Want Your Kids to Grow Up to Love Books? This Austin-Based Startup Wants to Help – Inc.com

Marissa Mayer
Follow the tech press and every day you'll come across headlines about the latest startup raising a boatload of money to bring some innovative new technology to market. This isn't one of those stories.  This is the story of how one Austin-based startup is attracting top investors not with the latest innovation, but instead by nudging customers back to a low-tech alternative. The company is called Literati and it just raised a $12 million Series A round to help parents wrestle the tablet from their children's hands and replace it with a printed book instead.  Making books as sexy as iPads Started by former Googler Jessica Ewing and writer Kelly Carroll, Literati is a monthly subscription club for kids' books. For $9.95 a month families receive a curated box of five books grouped according to a theme, along with related art and activities. Parents and kids can check out the books for a week and then return whichever aren't a hit with the little ones, paying a discounted price for whatever they keep.    It's a modern distribution model for an old-fashioned technology with a huge, still undisrupted market. And high-profile investors ....
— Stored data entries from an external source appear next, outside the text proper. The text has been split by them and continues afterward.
use axum::extract::State;
use storefront_core::{ApiResponse, AppError, Created, MessageResponse, PaginationInfo};
use storefront_models::{
    CreateUserDto, LoginRequest, LoginResponse, UpdateUserDto, User, UserFilter, UserListQuery,
};
use tracing::instrument;

use crate::middleware::auth::AuthUser;
use crate::modules::users::service::UserService;
use crate::state::AppState;
use crate::validator::{ResourceId, ValidatedJson, ValidatedQuery};

/// Log in with email and password
#[utoipa::path(
    post,
    path = "/api/users/login",
    request_body = LoginRequest,
    responses(
        (status = 200, description = "Login successful", body = ApiResponse<LoginResponse>),
        (status = 400, description = "Validation failed", body = MessageResponse),
        (status = 401, description = "Invalid credentials", body = MessageResponse)
    ),
    tag = "Users"
)]
#[instrument(skip(state, dto))]
pub async fn login(
    State(state): State<AppState>,
    ValidatedJson(dto): ValidatedJson<LoginRequest>,
) -> Result<ApiResponse<LoginResponse>, AppError> {
    let response = UserService::login(
        state.users.as_ref(),
        dto,
        &state.jwt_config,
        state.app_config.bcrypt_cost,
    )
    .await?;
    Ok(ApiResponse::with_data("Login successful", response))
}

/// Get the authenticated user's profile
#[utoipa::path(
    get,
    path = "/api/users/profile",
    responses(
        (status = 200, description = "User profile", body = ApiResponse<User>),
        (status = 401, description = "Unauthorized - missing or invalid token", body = MessageResponse)
    ),
    security(
        ("bearer_auth" = [])
    ),
    tag = "Users"
)]
#[instrument(skip(state))]
pub async fn get_profile(
    State(state): State<AppState>,
    auth_user: AuthUser,
) -> Result<ApiResponse<User>, AppError> {
    let user = UserService::get_user(state.users.as_ref(), auth_user.id).await?;
    Ok(ApiResponse::with_data("User profile retrieved successfully", user))
}

/// Create a new user (admin only)
#[utoipa::path(
    post,
    path = "/api/users",
    request_body = CreateUserDto,
    responses(
        (status = 201, description = "User created successfully", body = ApiResponse<User>),
        (status = 400, description = "Validation failed", body = MessageResponse),
        (status = 401, description = "Unauthorized", body = MessageResponse),
        (status = 403, description = "Forbidden", body = MessageResponse),
        (status = 409, description = "Username or email already taken", body = MessageResponse)
    ),
    security(
        ("bearer_auth" = [])
    ),
    tag = "Users"
)]
#[instrument(skip(state, dto))]
pub async fn create_user(
    State(state): State<AppState>,
    ValidatedJson(dto): ValidatedJson<CreateUserDto>,
) -> Result<Created<User>, AppError> {
    let user =
        UserService::create_user(state.users.as_ref(), dto, state.app_config.bcrypt_cost).await?;
    Ok(Created(ApiResponse::with_data("User created successfully", user)))
}

/// List users with pagination, sorting and search (admin only)
#[utoipa::path(
    get,
    path = "/api/users",
    params(UserListQuery),
    responses(
        (status = 200, description = "Users retrieved successfully", body = ApiResponse<Vec<User>>),
        (status = 400, description = "Invalid query", body = MessageResponse),
        (status = 401, description = "Unauthorized", body = MessageResponse),
        (status = 403, description = "Forbidden", body = MessageResponse)
    ),
    security(
        ("bearer_auth" = [])
    ),
    tag = "Users"
)]
#[instrument(skip(state))]
pub async fn get_users(
    State(state): State<AppState>,
    ValidatedQuery(query): ValidatedQuery<UserListQuery>,
) -> Result<ApiResponse<Vec<User>>, AppError> {
    let filter = UserFilter::from(query);
    let page = UserService::get_users(state.users.as_ref(), &filter).await?;
    let pagination = PaginationInfo::for_request(filter.page, page.total);

    Ok(ApiResponse::paginated(
        "Users retrieved successfully",
        page.items,
        pagination,
    ))
}

/// Get a user by ID (admin only)
#[utoipa::path(
    get,
    path = "/api/users/{id}",
    params(
        ("id" = uuid::Uuid, Path, description = "User ID")
    ),
    responses(
        (status = 200, description = "User retrieved successfully", body = ApiResponse<User>),
        (status = 400, description = "Invalid ID format", body = MessageResponse),
        (status = 404, description = "User not found", body = MessageResponse)
    ),
    security(
        ("bearer_auth" = [])
    ),
    tag = "Users"
)]
#[instrument(skip(state))]
pub async fn get_user(
    State(state): State<AppState>,
    ResourceId(id): ResourceId,
) -> Result<ApiResponse<User>, AppError> {
    let user = UserService::get_user(state.users.as_ref(), id).await?;
    Ok(ApiResponse::with_data("User retrieved successfully", user))
}

/// Update a user; absent fields are left unchanged (admin only)
#[utoipa::path(
    put,
    path = "/api/users/{id}",
    params(
        ("id" = uuid::Uuid, Path, description = "User ID")
    ),
    request_body = UpdateUserDto,
    responses(
        (status = 200, description = "User updated successfully", body = ApiResponse<User>),
        (status = 400, description = "Validation failed", body = MessageResponse),
        (status = 404, description = "User not found", body = MessageResponse),
        (status = 409, description = "Username or email already taken", body = MessageResponse)
    ),
    security(
        ("bearer_auth" = [])
    ),
    tag = "Users"
)]
#[instrument(skip(state, dto))]
pub async fn update_user(
    State(state): State<AppState>,
    ResourceId(id): ResourceId,
    ValidatedJson(dto): ValidatedJson<UpdateUserDto>,
) -> Result<ApiResponse<User>, AppError> {
    let user =
        UserService::update_user(state.users.as_ref(), id, dto, state.app_config.bcrypt_cost)
            .await?;
    Ok(ApiResponse::with_data("User updated successfully", user))
}

/// Deactivate a user (admin only)
#[utoipa::path(
    delete,
    path = "/api/users/{id}",
    params(
        ("id" = uuid::Uuid, Path, description = "User ID")
    ),
    responses(
        (status = 200, description = "User deleted successfully", body = MessageResponse),
        (status = 404, description = "User not found", body = MessageResponse)
    ),
    security(
        ("bearer_auth" = [])
    ),
    tag = "Users"
)]
#[instrument(skip(state))]
pub async fn delete_user(
    State(state): State<AppState>,
    ResourceId(id): ResourceId,
) -> Result<ApiResponse<()>, AppError> {
    UserService::delete_user(state.users.as_ref(), id).await?;
    Ok(ApiResponse::message("User deleted successfully"))
}
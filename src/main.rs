use std::net::SocketAddr;

use anyhow::Context;
use dotenvy::dotenv;
use tokio::signal;
use tracing::{error, info};

use storefront::logging::init_tracing;
use storefront::router::init_router;
use storefront::state::init_app_state;
use storefront_config::{AppConfig, DatabaseConfig};
use storefront_db::{init_db_pool, run_migrations, seed_defaults};

#[tokio::main]
async fn main() -> anyhow::Result<()> {
    dotenv().ok();
    init_tracing();

    let app_config = AppConfig::from_env();
    info!(environment = %app_config.environment, "Starting Storefront API");

    let pool = init_db_pool(&DatabaseConfig::from_env())
        .await
        .context("Failed to connect to database")?;
    run_migrations(&pool)
        .await
        .context("Failed to run database migrations")?;

    let state = init_app_state(pool, app_config.clone());

    if app_config.seed_on_startup {
        match seed_defaults(
            state.users.as_ref(),
            state.products.as_ref(),
            app_config.bcrypt_cost,
        )
        .await
        {
            Ok(report) => info!(
                admin_created = report.admin_created,
                products_created = report.products_created,
                "Database seeded"
            ),
            // Seed data is optional; the API still serves without it.
            Err(e) => error!(error = %format!("{:#}", e.error), "Failed to seed database"),
        }
    }

    let app = init_router(state);

    let address = app_config.bind_address();
    let listener = tokio::net::TcpListener::bind(&address)
        .await
        .with_context(|| format!("Failed to bind {}", address))?;

    println!("🚀 Server running on http://{}", address);
    println!("🌍 Environment: {}", app_config.environment);
    println!("📚 Swagger UI available at http://{}/swagger-ui", address);
    println!("📖 Scalar UI available at http://{}/scalar", address);
    println!("🔍 Health check at http://{}/api/health", address);

    axum::serve(
        listener,
        app.into_make_service_with_connect_info::<SocketAddr>(),
    )
    .with_graceful_shutdown(shutdown_signal())
    .await
    .context("Server error")?;

    info!("Server stopped");
    Ok(())
}

async fn shutdown_signal() {
    let ctrl_c = async {
        if let Err(e) = signal::ctrl_c().await {
            error!("Failed to listen for Ctrl-C: {}", e);
            std::future::pending::<()>().await;
        }
    };

    #[cfg(unix)]
    let terminate = async {
        match signal::unix::signal(signal::unix::SignalKind::terminate()) {
            Ok(mut sig) => {
                sig.recv().await;
            }
            Err(e) => {
                error!("Failed to listen for SIGTERM: {}", e);
                std::future::pending::<()>().await;
            }
        }
    };

    #[cfg(not(unix))]
    let terminate = std::future::pending::<()>();

    tokio::select! {
        _ = ctrl_c => info!("Ctrl-C received, shutting down gracefully"),
        _ = terminate => info!("SIGTERM received, shutting down gracefully"),
    }
}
"It didn't take a lot for us to convince investors that parents don't want to see their kids on an iPad. A lot of them are very much the same way themselves with their kids, " Ewing told Inc.com  Parents want their kids to read more, they just need a helping hand making books as sexy as tablets, according to Ewing, who worked in product management at Google under both Marissa Mayer and Sundar Pichai before spending several years as an aspiring writer.  "It's so stressful for parents because they're aware of the problem, but at the same time it can be hard to find the right allies, " she says. That's why Literati carefully curates each box, pulling from large and small publishers, as well as self-published titles and presses' back catalogs to give parents fresh choices beyond a five millionth reading of Goodnight Moon, but without requiring them to sift through the endless options of Amazon.  In addition, the fun packaging and additional materials help tempt kids to reading. These features "send the message to kids that, 'Hey, this is fun, '" Ewing says. "I think too many parents make the mistake of treating books like ....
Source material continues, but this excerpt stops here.